Beginning with the first line, please repeat the entries exactly and end on the line that contains "impl IntoResponse for".

─── SUPPLIED RECORDS ───

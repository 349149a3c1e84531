//! Liveness endpoint.

use axum::Json;
use serde::Serialize;

#[derive(Serialize)]
pub struct HealthResponse {
    pub status: &'static str,
    pub service: &'static str,
    pub version: &'static str,
}

/// GET /health — reports that the process is up. Does not touch the database.
pub async fn check() -> Json<HealthResponse> {
    Json(HealthResponse {
        status: "ok",
        service: "cart-api",
        version: env!("CARGO_PKG_VERSION"),
    })
}
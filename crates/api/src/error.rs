//! API error types with HTTP response mapping.

use axum::extract::rejection::JsonRejection;
use axum::http::StatusCode;
use axum::response::{IntoResponse, Response};
use domain::{DomainError, ErrorKind};

/// API-level error type that maps to HTTP responses.
///
/// Every variant renders as `{"success": false, "error": <message>, "code": <CODE>}`.
#[derive(Debug)]
pub enum ApiError {
    /// Malformed or incomplete request.
    BadRequest { code: &'static str, message: String },
    /// Missing or unknown bearer token.
    Unauthorized { code: &'static str, message: String },
    /// Error raised by the cart coordinator.
    Domain(DomainError),
}

impl ApiError {
    pub fn bad_request(code: &'static str, message: impl Into<String>) -> Self {
        ApiError::BadRequest {
            code,
            message: message.into(),
        }
    }

    pub fn unauthorized(code: &'static str, message: impl Into<String>) -> Self {
        ApiError::Unauthorized {
            code,
            message: message.into(),
        }
    }
}

/// Maps an error kind to its HTTP status.
pub fn status_for(kind: ErrorKind) -> StatusCode {
    match kind {
        ErrorKind::InvalidArgument | ErrorKind::QuantityExceeded => StatusCode::BAD_REQUEST,
        ErrorKind::ProductNotFound | ErrorKind::ItemNotFound => StatusCode::NOT_FOUND,
        ErrorKind::Forbidden => StatusCode::FORBIDDEN,
        ErrorKind::PersistenceFailure => StatusCode::INTERNAL_SERVER_ERROR,
        ErrorKind::DependencyFailure => StatusCode::BAD_GATEWAY,
    }
}

impl IntoResponse for ApiError {
    fn into_response(self) -> Response {
        let (status, code, message) = match self {
            ApiError::BadRequest { code, message } => (StatusCode::BAD_REQUEST, code, message),
            ApiError::Unauthorized { code, message } => (StatusCode::UNAUTHORIZED, code, message),
            ApiError::Domain(err) => {
                let kind = err.kind();
                let status = status_for(kind);
                if status.is_server_error() {
                    tracing::error!(error = %err, code = %kind, "internal server error");
                }
                (status, kind.as_str(), err.to_string())
            }
        };

        let body = serde_json::json!({
            "success": false,
            "error": message,
            "code": code,
        });
        (status, axum::Json(body)).into_response()
    }
}

impl From<DomainError> for ApiError {
    fn from(err: DomainError) -> Self {
        ApiError::Domain(err)
    }
}

impl From<JsonRejection> for ApiError {
    fn from(rejection: JsonRejection) -> Self {
        ApiError::bad_request("INVALID_BODY", rejection.body_text())
    }
}
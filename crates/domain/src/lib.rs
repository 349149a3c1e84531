//! Domain layer for the cart service.
//!
//! This crate provides:
//! - Cart aggregate with merge and quantity-cap rules
//! - Money and product value objects
//! - Collaborator ports for cart persistence and product lookup
//! - CartService coordinating validation, lookup, and persistence
//! - In-memory adapters for tests and embedding

pub mod cart;
pub mod error;
pub mod memory;
pub mod repository;

pub use cart::{
    Acknowledgement, Cart, CartError, CartItem, CartItemView, CartService, CartSummary, CartView,
    ItemResult, MAX_QUANTITY, MIN_QUANTITY, Money, Product, ProductView, TotalItemsSummary,
    quantity_in_range,
};
pub use common::{CartItemId, ProductId, UserId};
pub use error::{DomainError, ErrorKind};
pub use memory::{InMemoryCartRepository, InMemoryProductCatalog};
pub use repository::{BackendError, CartRepository, ProductLookup, RepositoryError};
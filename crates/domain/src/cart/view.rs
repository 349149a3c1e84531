//! Serializable shapes of the cart, used verbatim as API response bodies.

use chrono::{DateTime, Utc};
use common::{CartItemId, ProductId, UserId};
use serde::{Deserialize, Serialize};

use super::{Cart, CartItem, Product};

/// Wire shape of a product snapshot.
#[derive(Debug, Clone, PartialEq, Serialize, Deserialize)]
#[serde(rename_all = "camelCase")]
pub struct ProductView {
    pub id: ProductId,
    pub name: String,
    pub description: String,
    pub price: f64,
    pub formatted_price: String,
    pub category: String,
    pub version: Option<String>,
    pub compatibility: Option<String>,
    pub image_url: Option<String>,
    pub is_free: bool,
    pub created_at: DateTime<Utc>,
    pub updated_at: DateTime<Utc>,
}

impl From<&Product> for ProductView {
    fn from(product: &Product) -> Self {
        Self {
            id: product.id,
            name: product.name.clone(),
            description: product.description.clone(),
            price: product.price.to_decimal(),
            formatted_price: product.price.to_string(),
            category: product.category.clone(),
            version: product.version.clone(),
            compatibility: product.compatibility.clone(),
            image_url: product.image_url.clone(),
            is_free: product.is_free(),
            created_at: product.created_at,
            updated_at: product.updated_at,
        }
    }
}

/// Wire shape of a cart line.
#[derive(Debug, Clone, PartialEq, Serialize, Deserialize)]
#[serde(rename_all = "camelCase")]
pub struct CartItemView {
    pub id: Option<CartItemId>,
    pub user_id: UserId,
    pub product_id: ProductId,
    pub product: ProductView,
    pub quantity: u32,
    pub subtotal: f64,
    pub formatted_subtotal: String,
    pub created_at: DateTime<Utc>,
}

impl From<&CartItem> for CartItemView {
    fn from(item: &CartItem) -> Self {
        let subtotal = item.subtotal();
        Self {
            id: item.id(),
            user_id: item.user_id(),
            product_id: item.product_id(),
            product: ProductView::from(item.product()),
            quantity: item.quantity(),
            subtotal: subtotal.to_decimal(),
            formatted_subtotal: subtotal.to_string(),
            created_at: item.created_at(),
        }
    }
}

/// Wire shape of a whole cart.
#[derive(Debug, Clone, PartialEq, Serialize, Deserialize)]
#[serde(rename_all = "camelCase")]
pub struct CartView {
    pub user_id: UserId,
    pub items: Vec<CartItemView>,
    pub total_items: u32,
    pub total: f64,
    pub formatted_total: String,
    pub is_empty: bool,
}

impl From<&Cart> for CartView {
    fn from(cart: &Cart) -> Self {
        let total = cart.total();
        Self {
            user_id: cart.user_id(),
            items: cart.items().iter().map(CartItemView::from).collect(),
            total_items: cart.total_items(),
            total: total.to_decimal(),
            formatted_total: total.to_string(),
            is_empty: cart.is_empty(),
        }
    }
}
#[cfg(test)]
mod tests {
    use super::*;

    const USER: UserId = UserId::new(1);

    fn catalog() -> InMemoryProductCatalog {
        InMemoryProductCatalog::with_products([
            Product::new(ProductId::new(1), "Office Suite", "Productivity", Money::from_cents(9999)),
            Product::new(ProductId::new(2), "Antivirus", "Security", Money::from_cents(4999)),
        ])
    }

    fn item(product: &InMemoryProductCatalog, product_id: i64, quantity: i64) -> CartItem {
        let product = product.get(ProductId::new(product_id)).unwrap();
        CartItem::new(USER, product, quantity).unwrap()
    }

    #[tokio::test]
    async fn test_catalog_lookup() {
        let catalog = catalog();
        let found = catalog.find_by_id(ProductId::new(1)).await.unwrap();
        assert_eq!(found.unwrap().name, "Office Suite");
        assert!(catalog.find_by_id(ProductId::new(9)).await.unwrap().is_none());
    }

    #[tokio::test]
    async fn test_catalog_failure_is_one_shot() {
        let catalog = catalog();
        catalog.set_fail_on_next_call(true);

        assert!(catalog.find_by_id(ProductId::new(1)).await.is_err());
        assert!(catalog.find_by_id(ProductId::new(1)).await.is_ok());
    }

    #[tokio::test]
    async fn test_add_assigns_sequential_ids() {
        let catalog = catalog();
        let repo = InMemoryCartRepository::new(catalog.clone());

        let first = repo.add_item(item(&catalog, 1, 1)).await.unwrap();
        let second = repo.add_item(item(&catalog, 2, 1)).await.unwrap();

        assert_eq!(first.id(), Some(CartItemId::new(1)));
        assert_eq!(second.id(), Some(CartItemId::new(2)));
    }

    #[tokio::test]
    async fn test_add_merges_same_product() {
        let catalog = catalog();
        let repo = InMemoryCartRepository::new(catalog.clone());

        let first = repo.add_item(item(&catalog, 1, 2)).await.unwrap();
        let merged = repo.add_item(item(&catalog, 1, 3)).await.unwrap();

        assert_eq!(merged.id(), first.id());
        assert_eq!(merged.quantity(), 5);
        assert_eq!(repo.item_count().await, 1);
    }

    #[tokio::test]
    async fn test_add_above_cap_writes_nothing() {
        let catalog = catalog();
        let repo = InMemoryCartRepository::new(catalog.clone());
        repo.add_item(item(&catalog, 1, 50)).await.unwrap();

        let err = repo.add_item(item(&catalog, 1, 50)).await.unwrap_err();
        assert!(matches!(err, RepositoryError::QuantityExceeded { .. }));

        let stored = repo.find_item(USER, ProductId::new(1)).await.unwrap();
        assert_eq!(stored.unwrap().quantity(), 50);
    }

    #[tokio::test]
    async fn test_reads_reflect_current_price() {
        let catalog = catalog();
        let repo = InMemoryCartRepository::new(catalog.clone());
        repo.add_item(item(&catalog, 1, 2)).await.unwrap();

        catalog.set_price(ProductId::new(1), Money::from_cents(5000));

        let cart = repo.get_by_user_id(USER).await.unwrap();
        assert_eq!(cart.total(), Money::from_cents(10000));
    }

    #[tokio::test]
    async fn test_cart_lists_newest_first() {
        let catalog = catalog();
        let repo = InMemoryCartRepository::new(catalog.clone());
        repo.add_item(item(&catalog, 1, 1)).await.unwrap();
        repo.add_item(item(&catalog, 2, 1)).await.unwrap();

        let cart = repo.get_by_user_id(USER).await.unwrap();
        let order: Vec<i64> = cart.items().iter().map(|i| i.product_id().get()).collect();
        assert_eq!(order, vec![2, 1]);
    }

    #[tokio::test]
    async fn test_update_out_of_range_is_rejected() {
        let catalog = catalog();
        let repo = InMemoryCartRepository::new(catalog.clone());
        let stored = repo.add_item(item(&catalog, 1, 1)).await.unwrap();
        let id = stored.id().unwrap();

        let err = repo.update_item_quantity(id, 0).await.unwrap_err();
        assert!(matches!(err, RepositoryError::InvalidQuantity { quantity: 0 }));

        let err = repo
            .update_item_quantity(CartItemId::new(99), 2)
            .await
            .unwrap_err();
        assert!(matches!(err, RepositoryError::ItemNotFound(_)));
    }

    #[tokio::test]
    async fn test_remove_and_clear() {
        let catalog = catalog();
        let repo = InMemoryCartRepository::new(catalog.clone());
        let stored = repo.add_item(item(&catalog, 1, 1)).await.unwrap();
        repo.add_item(item(&catalog, 2, 4)).await.unwrap();

        assert!(repo.remove_item(stored.id().unwrap()).await.unwrap());
        assert!(!repo.remove_item(stored.id().unwrap()).await.unwrap());
        assert_eq!(repo.get_total_items(USER).await.unwrap(), 4);

        assert!(repo.clear_cart(USER).await.unwrap());
        assert!(repo.clear_cart(USER).await.unwrap());
        assert_eq!(repo.get_total_items(USER).await.unwrap(), 0);
    }

    #[tokio::test]
    async fn test_add_for_product_gone_from_catalog_writes_nothing() {
        let catalog = catalog();
        let repo = InMemoryCartRepository::new(catalog.clone());
        let pending = item(&catalog, 1, 2);
        catalog.remove(ProductId::new(1));

        let err = repo.add_item(pending).await.unwrap_err();
        assert!(matches!(err, RepositoryError::Backend(_)));
        assert_eq!(repo.item_count().await, 0);
    }

    #[tokio::test]
    async fn test_update_for_product_gone_from_catalog_writes_nothing() {
        let catalog = catalog();
        let repo = InMemoryCartRepository::new(catalog.clone());
        let stored = repo.add_item(item(&catalog, 1, 2)).await.unwrap();
        let product = catalog.get(ProductId::new(1)).unwrap();
        catalog.remove(ProductId::new(1));

        let err = repo
            .update_item_quantity(stored.id().unwrap(), 9)
            .await
            .unwrap_err();
        assert!(matches!(err, RepositoryError::Backend(_)));

        catalog.insert(product);
        let found = repo.find_item(USER, ProductId::new(1)).await.unwrap();
        assert_eq!(found.unwrap().quantity(), 2);
    }

    #[tokio::test]
    async fn test_counts_agree_after_product_leaves_catalog() {
        let catalog = catalog();
        let repo = InMemoryCartRepository::new(catalog.clone());
        repo.add_item(item(&catalog, 1, 3)).await.unwrap();
        repo.add_item(item(&catalog, 2, 2)).await.unwrap();

        catalog.remove(ProductId::new(1));

        let cart = repo.get_by_user_id(USER).await.unwrap();
        assert_eq!(cart.total_items(), 2);
        assert_eq!(repo.get_total_items(USER).await.unwrap(), 2);

        assert!(
            repo.remove_item_by_user_and_product(USER, ProductId::new(1))
                .await
                .unwrap()
        );
        assert_eq!(repo.item_count().await, 1);
    }

    #[tokio::test]
    async fn test_failure_injection() {
        let repo = InMemoryCartRepository::new(catalog());
        repo.set_fail_on_next_call(true);

        let err = repo.get_total_items(USER).await.unwrap_err();
        assert!(matches!(err, RepositoryError::Backend(_)));
        assert!(repo.get_total_items(USER).await.is_ok());
    }
}
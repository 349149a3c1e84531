pub mod cart;
pub mod health;
pub mod metrics;
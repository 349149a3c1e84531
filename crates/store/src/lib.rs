//! SQLite adapters for the cart domain.
//!
//! Provides the `CartRepository` and `ProductLookup` implementations used by
//! the HTTP service, plus pool setup, migrations, and a demo catalog seed.

pub mod cart;
pub mod catalog;
pub mod error;
pub mod pool;

pub use cart::SqliteCartRepository;
pub use catalog::SqliteProductCatalog;
pub use error::{Result, StoreError};
pub use pool::{connect, connect_in_memory, run_migrations};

───

#### ANSWER SPACE:
repository 349149a3c1e84531
//! Liveness endpoint.

use axum::Json;
use serde::Serialize;

#[derive(Serialize)]
pub struct HealthResponse {
    pub status: &'static str,
    pub service: &'static str,
    pub version: &'static str,
}

/// GET /health — reports that the process is up. Does not touch the database.
pub async fn check() -> Json<HealthResponse> {
    Json(HealthResponse {
        status: "ok",
        service: "cart-api",
        version: env!("CARGO_PKG_VERSION"),
    })
}
filename crates/api/src/error.rs
//! API error types with HTTP response mapping.

use axum::extract::rejection::JsonRejection;
use axum::http::StatusCode;
use axum::response::{IntoResponse, Response};
use domain::{DomainError, ErrorKind};

/// API-level error type that maps to HTTP responses.
///
/// Every variant renders as `{"success": false, "error": <message>, "code": <CODE>}`.
#[derive(Debug)]
pub enum ApiError {
    /// Malformed or incomplete request.
    BadRequest { code: &'static str, message: String },
    /// Missing or unknown bearer token.
    Unauthorized { code: &'static str, message: String },
    /// Error raised by the cart coordinator.
    Domain(DomainError),
}

impl ApiError {
    pub fn bad_request(code: &'static str, message: impl Into<String>) -> Self {
        ApiError::BadRequest {
            code,
            message: message.into(),
        }
    }

    pub fn unauthorized(code: &'static str, message: impl Into<String>) -> Self {
        ApiError::Unauthorized {
            code,
            message: message.into(),
        }
    }
}

/// Maps an error kind to its HTTP status.
pub fn status_for(kind: ErrorKind) -> StatusCode {
    match kind {
        ErrorKind::InvalidArgument | ErrorKind::QuantityExceeded => StatusCode::BAD_REQUEST,
        ErrorKind::ProductNotFound | ErrorKind::ItemNotFound => StatusCode::NOT_FOUND,
        ErrorKind::Forbidden => StatusCode::FORBIDDEN,
        ErrorKind::PersistenceFailure => StatusCode::INTERNAL_SERVER_ERROR,
        ErrorKind::DependencyFailure => StatusCode::BAD_GATEWAY,
    }
}

impl IntoResponse for ApiError {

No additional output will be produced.